### Problem requirements
All records are to be printed again exactly as they appear.

### Study material
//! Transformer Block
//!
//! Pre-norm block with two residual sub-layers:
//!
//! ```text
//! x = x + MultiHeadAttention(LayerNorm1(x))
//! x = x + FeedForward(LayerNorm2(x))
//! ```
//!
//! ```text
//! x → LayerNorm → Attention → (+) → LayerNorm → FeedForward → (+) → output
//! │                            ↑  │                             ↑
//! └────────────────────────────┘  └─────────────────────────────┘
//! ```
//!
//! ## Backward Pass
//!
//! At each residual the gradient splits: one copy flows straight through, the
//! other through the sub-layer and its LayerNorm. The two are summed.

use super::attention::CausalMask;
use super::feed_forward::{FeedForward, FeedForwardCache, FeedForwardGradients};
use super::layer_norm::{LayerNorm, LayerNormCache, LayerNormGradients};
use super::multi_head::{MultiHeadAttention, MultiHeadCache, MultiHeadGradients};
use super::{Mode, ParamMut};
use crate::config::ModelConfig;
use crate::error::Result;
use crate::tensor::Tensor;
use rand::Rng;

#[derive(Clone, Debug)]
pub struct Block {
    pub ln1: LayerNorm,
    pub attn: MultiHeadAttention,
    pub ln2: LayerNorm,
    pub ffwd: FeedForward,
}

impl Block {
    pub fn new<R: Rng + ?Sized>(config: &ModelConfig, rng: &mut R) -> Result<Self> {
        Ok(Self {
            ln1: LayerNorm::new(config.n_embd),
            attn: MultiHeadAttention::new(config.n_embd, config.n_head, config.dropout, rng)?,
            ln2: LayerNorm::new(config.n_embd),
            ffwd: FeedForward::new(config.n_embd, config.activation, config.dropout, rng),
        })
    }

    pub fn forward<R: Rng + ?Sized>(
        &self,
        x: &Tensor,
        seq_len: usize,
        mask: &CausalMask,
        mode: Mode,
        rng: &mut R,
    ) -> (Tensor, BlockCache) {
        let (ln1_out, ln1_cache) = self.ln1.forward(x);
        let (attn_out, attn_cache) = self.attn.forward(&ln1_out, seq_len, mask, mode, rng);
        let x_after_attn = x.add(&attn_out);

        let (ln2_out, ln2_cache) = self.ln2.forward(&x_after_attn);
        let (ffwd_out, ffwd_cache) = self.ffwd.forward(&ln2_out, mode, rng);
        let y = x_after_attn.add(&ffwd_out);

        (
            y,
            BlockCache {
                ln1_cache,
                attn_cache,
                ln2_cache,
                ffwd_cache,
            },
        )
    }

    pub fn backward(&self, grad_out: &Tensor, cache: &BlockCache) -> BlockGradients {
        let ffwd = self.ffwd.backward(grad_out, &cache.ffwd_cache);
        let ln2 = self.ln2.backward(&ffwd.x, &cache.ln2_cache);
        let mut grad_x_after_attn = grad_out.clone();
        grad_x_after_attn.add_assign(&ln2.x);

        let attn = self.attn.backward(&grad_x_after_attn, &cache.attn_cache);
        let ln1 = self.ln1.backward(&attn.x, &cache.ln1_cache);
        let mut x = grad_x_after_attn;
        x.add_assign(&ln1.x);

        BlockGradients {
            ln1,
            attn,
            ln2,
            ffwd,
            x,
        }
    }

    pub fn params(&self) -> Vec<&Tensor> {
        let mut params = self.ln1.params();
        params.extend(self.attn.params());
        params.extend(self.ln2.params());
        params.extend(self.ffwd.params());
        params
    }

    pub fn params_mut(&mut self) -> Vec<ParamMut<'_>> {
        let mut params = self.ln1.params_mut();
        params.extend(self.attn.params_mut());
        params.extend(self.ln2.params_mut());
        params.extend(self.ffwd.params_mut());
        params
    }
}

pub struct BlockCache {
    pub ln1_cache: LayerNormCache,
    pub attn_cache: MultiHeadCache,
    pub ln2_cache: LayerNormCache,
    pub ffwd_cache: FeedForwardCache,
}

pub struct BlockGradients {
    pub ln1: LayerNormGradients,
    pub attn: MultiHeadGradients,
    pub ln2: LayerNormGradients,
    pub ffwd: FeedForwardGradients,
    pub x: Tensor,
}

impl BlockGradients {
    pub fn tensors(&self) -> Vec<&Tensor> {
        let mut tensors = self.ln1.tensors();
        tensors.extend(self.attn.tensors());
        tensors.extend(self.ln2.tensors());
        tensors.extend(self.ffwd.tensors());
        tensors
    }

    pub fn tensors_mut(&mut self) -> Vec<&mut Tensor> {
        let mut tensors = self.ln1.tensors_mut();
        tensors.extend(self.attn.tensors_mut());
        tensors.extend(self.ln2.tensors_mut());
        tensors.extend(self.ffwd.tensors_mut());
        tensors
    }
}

### Exercise solution
//! Transformer Block
//!
//! Pre-norm block with two residual sub-layers:
//!
//! ```text
//! x = x + MultiHeadAttention(LayerNorm1(x))
//! x = x + FeedForward(LayerNorm2(x))
//! ```
//!
//! ```text
//! x → LayerNorm → Attention → (+) → LayerNorm → FeedForward → (+) → output
//! │                            ↑  │                             ↑
//! └────────────────────────────┘  └─────────────────────────────┘
//! ```
//!
//! ## Backward Pass
//!
//! At each residual the gradient splits: one copy flows straight through, the
//! other through the sub-layer and its LayerNorm. The two are summed.

use super::attention::CausalMask;
use super::feed_forward::{FeedForward, FeedForwardCache, FeedForwardGradients};
use super::layer_norm::{LayerNorm, LayerNormCache, LayerNormGradients};
use super::multi_head::{MultiHeadAttention, MultiHeadCache, MultiHeadGradients};
use super::{Mode, ParamMut};
use crate::config::ModelConfig;
use crate::error::Result;
use crate::tensor::Tensor;
use rand::Rng;

#[derive(Clone, Debug)]
pub struct Block {
    pub ln1: LayerNorm,
    pub attn: MultiHeadAttention,
    pub ln2: LayerNorm,
    pub ffwd: FeedForward,
}

impl Block {
    pub fn new<R: Rng + ?Sized>(config: &ModelConfig, rng: &mut R) -> Result<Self> {
        Ok(Self {
            ln1: LayerNorm::new(config.n_embd),
            attn: MultiHeadAttention::new(config.n_embd, config.n_head, config.dropout, rng)?,
            ln2: LayerNorm::new(config.n_embd),
            ffwd: FeedForward::new(config.n_embd, config.activation, config.dropout, rng),
        })
    }

    pub fn forward<R: Rng + ?Sized>(
        &self,
        x: &Tensor,
        seq_len: usize,
        mask: &CausalMask,
        mode: Mode,
        rng: &mut R,
    ) -> (Tensor, BlockCache) {
        let (ln1_out, ln1_cache) = self.ln1.forward(x);
        let (attn_out, attn_cache) = self.attn.forward(&ln1_out, seq_len, mask, mode, rng);
        let x_after_attn = x.add(&attn_out);

        let (ln2_out, ln2_cache) = self.ln2.forward(&x_after_attn);
        let (ffwd_out, ffwd_cache) = self.ffwd.forward(&ln2_out, mode, rng);
        let y = x_after_attn.add(&ffwd_out);

        (
            y,
            BlockCache {
                ln1_cache,
                attn_cache,
                ln2_cache,
                ffwd_cache,
            },
        )
    }

    pub fn backward(&self, grad_out: &Tensor, cache: &BlockCache) -> BlockGradients {
        let ffwd = self.ffwd.backward(grad_out, &cache.ffwd_cache);
        let ln2 = self.ln2.backward(&ffwd.x, &cache.ln2_cache);
        let mut grad_x_after_attn = grad_out.clone();
        grad_x_after_attn.add_assign(&ln2.x);

        let attn = self.attn.backward(&grad_x_after_attn, &cache.attn_cache);
        let ln1 = self.ln1.backward(&attn.x, &cache.ln1_cache);
        let mut x = grad_x_after_attn;
        x.add_assign(&ln1.x);

        BlockGradients {
            ln1,
            attn,
            ln2,
            ffwd,
            x,
        }
    }

    pub fn params(&self) -> Vec<&Tensor> {
        let mut params = self.ln1.params();
        params.extend(self.attn.params());
        params.extend(self.ln2.params());
        params.extend(self.ffwd.params());
        params
    }

    pub fn params_mut(&mut self) -> Vec<ParamMut<'_>> {
        let mut params = self.ln1.params_mut();
        params.extend(self.attn.params_mut());
        params.extend(self.ln2.params_mut());
        params.extend(self.ffwd.params_mut());
        params
    }
}

pub struct BlockCache {
    pub ln1_cache: LayerNormCache,
    pub attn_cache: MultiHeadCache,
    pub ln2_cache: LayerNormCache,
    pub ffwd_cache: FeedForwardCache,
}

pub struct BlockGradients {
    pub ln1: LayerNormGradients,
    pub attn: MultiHeadGradients,
    pub ln2: LayerNormGradients,
    pub ffwd: FeedForwardGradients,
    pub x: Tensor,
}

impl BlockGradients {
    pub fn tensors(&self) -> Vec<&Tensor> {
        let mut tensors = self.ln1.tensors();
        tensors.extend(self.attn.tensors());
        tensors.extend(self.ln2.tensors());
        tensors.extend(self.ffwd.tensors());
        tensors
    }

    pub fn tensors_mut(&mut self) -> Vec<&mut Tensor> {
        let mut tensors = self.ln1.tensors_mut();
        tensors.extend(self.attn.tensors_mut());
        tensors.extend(self.ln2.tensors_mut());
        tensors.extend(self.ffwd.tensors_mut());
        tensors
    }
}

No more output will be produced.